The root cause of this issue is the shaping of attitude right from childhood. While women are pained at the sight of their sons performing household chores, they rejoice at training their daughters in house-keeping. While a man helping his wife at home is mocked at, a woman sharing the financial burden of her husband is not given any additional credit. On the contrary, she is under pressure and constant scrutiny to balance her professional and personal life. One wrong step in her personal life, she is accused of having sacrificed the family at the altar of her career. With such double standards prevalent in society, we have a long way to go before we practise gender equality in its true spirit.

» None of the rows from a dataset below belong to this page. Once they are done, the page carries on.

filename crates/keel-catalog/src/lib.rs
pub mod error;
pub mod table_info;

pub use table_info::*;
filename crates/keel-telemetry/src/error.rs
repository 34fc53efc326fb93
use thiserror::Error;

pub type TelemetryResult<T> = Result<T, TelemetryError>;

#[derive(Debug, Error)]
pub enum TelemetryError {
    #[error("internal error: {0}")]
    InternalError(String),
    #[error("logger error: {0}")]
    SetLoggerError(#[from] log::SetLoggerError),
}

impl TelemetryError {
    pub fn internal(message: impl Into<String>) -> Self {
        TelemetryError::InternalError(message.into())
    }
}
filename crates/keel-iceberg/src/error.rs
// Licensed under the Apache License, Version 2.0 (the "License");
// you may not use this file except in compliance with the License.
// You may obtain a copy of the License at
//
//     http://www.apache.org/licenses/LICENSE-2.0
//
// Unless required by applicable law or agreed to in writing, software
// distributed under the License is distributed on an "AS IS" BASIS,
// WITHOUT WARRANTIES OR CONDITIONS OF ANY KIND, either express or implied.
// See the License for the specific language governing permissions and
// limitations under the License.

use thiserror::Error;

use crate::spec::partition::PARTITION_DATA_ID_START;

pub type PartitionResult<T> = Result<T, PartitionError>;

/// Errors raised while validating partition field declarations against a schema.
///
/// The display form of each variant is the exact user-facing message.
#[derive(Debug, Error, Clone, PartialEq, Eq)]
pub enum PartitionError {
    /// The declaration text does not follow the partition field grammar.
    #[error("{0}")]
    Syntax(String),
    /// The declared column does not exist in the schema.
    #[error("Cannot find source column: {0}")]
    UnresolvedColumn(String),
    /// A partition field refers to a source field id that is not in the schema.
    #[error("Cannot find source column with id {0}")]
    MissingSourceField(i32),
    /// The transform cannot be applied to the type of the source column.
    #[error("{0}")]
    TypeIncompatibility(String),
    /// The first partition field id is outside the partition field id range.
    #[error(
        "Invalid first partition field id: {0} (must be >= {min})",
        min = PARTITION_DATA_ID_START
    )]
    InvalidFirstFieldId(i32),
    /// More partition fields were added than there are ids left.
    #[error("Cannot assign partition field id: ids exhausted")]
    FieldIdOverflow,
}

impl PartitionError {
    pub fn invalid_declaration(declaration: &str) -> Self {
        PartitionError::Syntax(format!(
            "Invalid partition field declaration: {declaration}"
        ))
    }

    pub fn syntax(message: impl Into<String>) -> Self {
        PartitionError::Syntax(message.into())
    }

    pub fn incompatible(message: impl Into<String>) -> Self {
        PartitionError::TypeIncompatibility(message.into())
    }
}

pub type SchemaResult<T> = Result<T, SchemaError>;

#[derive(Debug, Error, Clone, PartialEq, Eq)]
pub enum SchemaError {
    #[error("invalid type: {0}")]
    InvalidType(String),
    #[error("invalid field: {0}")]
    InvalidField(String),
}

impl SchemaError {
    pub fn invalid_type(message: impl Into<String>) -> Self {
        SchemaError::InvalidType(message.into())
    }

    pub fn invalid_field(message: impl Into<String>) -> Self {
        SchemaError::InvalidField(message.into())
    }
}

pub type ConversionResult<T> = Result<T, ConversionError>;

#[derive(Debug, Error, Clone, PartialEq, Eq)]
pub enum ConversionError {
    #[error("Unsupported iceberg type: {0}")]
    UnsupportedType(String),
    #[error("Value {value} does not match iceberg type {iceberg_type}")]
    ValueTypeMismatch { value: String, iceberg_type: String },
    #[error("Value {value} overflows iceberg type {iceberg_type}")]
    Overflow { value: String, iceberg_type: String },
    #[error("Value {value} cannot be rescaled to iceberg type {iceberg_type} without rounding")]
    InexactRescale { value: String, iceberg_type: String },
}
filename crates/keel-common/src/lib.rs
pub mod config;
pub mod error;
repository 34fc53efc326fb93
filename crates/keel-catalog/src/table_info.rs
use std::collections::BTreeMap;
use std::fmt::{Display, Formatter};
use std::sync::Arc;

use keel_iceberg::{NestedField, PartitionFieldParser, PartitionSpec, Schema, Type};
use log::debug;
use serde::{Deserialize, Serialize};

use crate::error::{CatalogError, CatalogResult};

/// The probability that a generated column value is null.
pub const NULL_PROBABILITY_PROPERTY: &str = "null_probability";
/// The number of rows returned when a query does not specify a limit.
pub const DEFAULT_LIMIT_PROPERTY: &str = "default_limit";
/// A JSON array of partition field declarations.
pub const PARTITIONING_PROPERTY: &str = "partitioning";

pub type Properties = BTreeMap<String, serde_json::Value>;

/// Identifies a column within a table. The value doubles as the schema field id.
#[derive(Debug, Clone, Copy, PartialEq, Eq, Hash, Serialize, Deserialize)]
pub struct ColumnHandle(pub i32);

#[derive(Debug, Clone, PartialEq, Eq, Hash, Serialize, Deserialize)]
pub struct SchemaTableName {
    pub schema_name: String,
    pub table_name: String,
}

impl Display for SchemaTableName {
    fn fmt(&self, f: &mut Formatter<'_>) -> std::fmt::Result {
        write!(f, "{}.{}", self.schema_name, self.table_name)
    }
}

#[derive(Debug, Clone, PartialEq, Serialize, Deserialize)]
pub struct ColumnInfo {
    pub handle: ColumnHandle,
    pub name: String,
    pub column_type: Type,
    pub nullable: bool,
    pub comment: Option<String>,
}

impl ColumnInfo {
    pub fn new(handle: ColumnHandle, name: impl ToString, column_type: Type) -> Self {
        Self {
            handle,
            name: name.to_string(),
            column_type,
            nullable: true,
            comment: None,
        }
    }

    pub fn with_nullable(mut self, nullable: bool) -> Self {
        self.nullable = nullable;
        self
    }

    pub fn with_comment(mut self, comment: Option<String>) -> Self {
        self.comment = comment;
        self
    }

    pub fn metadata(&self) -> ColumnMetadata {
        ColumnMetadata {
            name: self.name.clone(),
            column_type: self.column_type.clone(),
            nullable: self.nullable,
            comment: self.comment.clone(),
        }
    }
}

#[derive(Debug, Clone, PartialEq)]
pub struct ColumnMetadata {
    pub name: String,
    pub column_type: Type,
    pub nullable: bool,
    pub comment: Option<String>,
}

#[derive(Debug, Clone, PartialEq)]
pub struct TableMetadata {
    pub table: SchemaTableName,
    pub columns: Vec<ColumnMetadata>,
    pub properties: Properties,
    pub comment: Option<String>,
}

/// An immutable description of a table.
///
/// The `with_*` methods return a modified copy.
#[derive(Debug, Clone, PartialEq, Serialize, Deserialize)]
pub struct TableInfo {
    pub id: i64,
    pub schema_name: String,
    pub table_name: String,
    pub columns: Vec<ColumnInfo>,
    #[serde(default)]
    pub properties: Properties,
    #[serde(default)]
    pub comment: Option<String>,
}

impl TableInfo {
    pub fn new(
        id: i64,
        schema_name: impl ToString,
        table_name: impl ToString,
        columns: Vec<ColumnInfo>,
    ) -> Self {
        Self {
            id,
            schema_name: schema_name.to_string(),
            table_name: table_name.to_string(),
            columns,
            properties: Properties::new(),
            comment: None,
        }
    }

    pub fn schema_table_name(&self) -> SchemaTableName {
        SchemaTableName {
            schema_name: self.schema_name.clone(),
            table_name: self.table_name.clone(),
        }
    }

    pub fn metadata(&self) -> TableMetadata {
        TableMetadata {
            table: self.schema_table_name(),
            columns: self.columns.iter().map(ColumnInfo::metadata).collect(),
            properties: self.properties.clone(),
            comment: self.comment.clone(),
        }
    }

    pub fn column(&self, handle: &ColumnHandle) -> CatalogResult<&ColumnInfo> {
        self.columns
            .iter()
            .find(|column| column.handle == *handle)
            .ok_or_else(|| {
                CatalogError::not_found(format!(
                    "column {} in table {}",
                    handle.0,
                    self.schema_table_name()
                ))
            })
    }

    pub fn with_columns(&self, columns: Vec<ColumnInfo>) -> Self {
        Self {
            columns,
            ..self.clone()
        }
    }

    pub fn with_properties(&self, properties: Properties) -> Self {
        Self {
            properties,
            ..self.clone()
        }
    }

    pub fn with_comment(&self, comment: Option<String>) -> Self {
        Self {
            comment,
            ..self.clone()
        }
    }

    /// The Iceberg schema of the table, using column handles as field ids.
    pub fn schema(&self) -> CatalogResult<Schema> {
        let fields = self.columns.iter().map(|column| {
            let field = NestedField::new(
                column.handle.0,
                &column.name,
                column.column_type.clone(),
                !column.nullable,
            );
            let field = match &column.comment {
                Some(comment) => field.with_doc(comment),
                None => field,
            };
            Arc::new(field)
        });
        Ok(Schema::builder().with_fields(fields).build()?)
    }

    /// The partition spec declared by the `partitioning` property.
    pub fn partition_spec(&self, parser: &PartitionFieldParser) -> CatalogResult<PartitionSpec> {
        let Some(value) = self.properties.get(PARTITIONING_PROPERTY) else {
            return Ok(PartitionSpec::unpartitioned_spec());
        };
        let declarations: Vec<String> = serde_json::from_value(value.clone()).map_err(|e| {
            CatalogError::invalid(format!(
                "{PARTITIONING_PROPERTY} must be an array of strings: {e}"
            ))
        })?;
        let spec = parser.parse_all(&self.schema()?, &declarations)?;
        debug!(
            "table {} is partitioned by {} field(s)",
            self.schema_table_name(),
            spec.fields().len()
        );
        Ok(spec)
    }

    pub fn null_probability(&self) -> CatalogResult<Option<f64>> {
        let Some(value) = self.properties.get(NULL_PROBABILITY_PROPERTY) else {
            return Ok(None);
        };
        match value.as_f64() {
            Some(p) if (0.0..=1.0).contains(&p) => Ok(Some(p)),
            _ => Err(CatalogError::invalid(format!(
                "{NULL_PROBABILITY_PROPERTY} must be a number between 0 and 1: {value}"
            ))),
        }
    }

    pub fn default_limit(&self) -> CatalogResult<Option<u64>> {
        let Some(value) = self.properties.get(DEFAULT_LIMIT_PROPERTY) else {
            return Ok(None);
        };
        match value.as_u64() {
            Some(limit) if limit > 0 => Ok(Some(limit)),
            _ => Err(CatalogError::invalid(format!(
                "{DEFAULT_LIMIT_PROPERTY} must be a positive integer: {value}"
            ))),
        }
    }
}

The real issue is not about women working or staying at home. It is about the mentality of a majority of men who just don’t want to soil their hands with household chores. They enjoy life when their wives toil through day and night to ensure a comfortable living along with supplementing the household income. The need of the hour is not praise or due credit for women but a change in the mental make-up of comfort-seeking men. There should be a balanced distribution of labour in the families where women go out to work. If the gender divide can weaken at workplace, why not at home?
Ms Pentareddy portrays the grim reality encountered by women in the middle and the lower-middle class nuclear families. Our mother is our first source of inspiration, a fact that we often fail to recognise. Behind every successful individual, there is indeed a mother who has selflessly sacrificed her time or career to pave the way for her children’s future.
There is nothing big one needs to do to acknowledge the importance of a mother. An undisturbed chat over a cup of coffee, an evening walk once in a while, a hearty wish on her birthday, etc., are all deeds that will keep her going.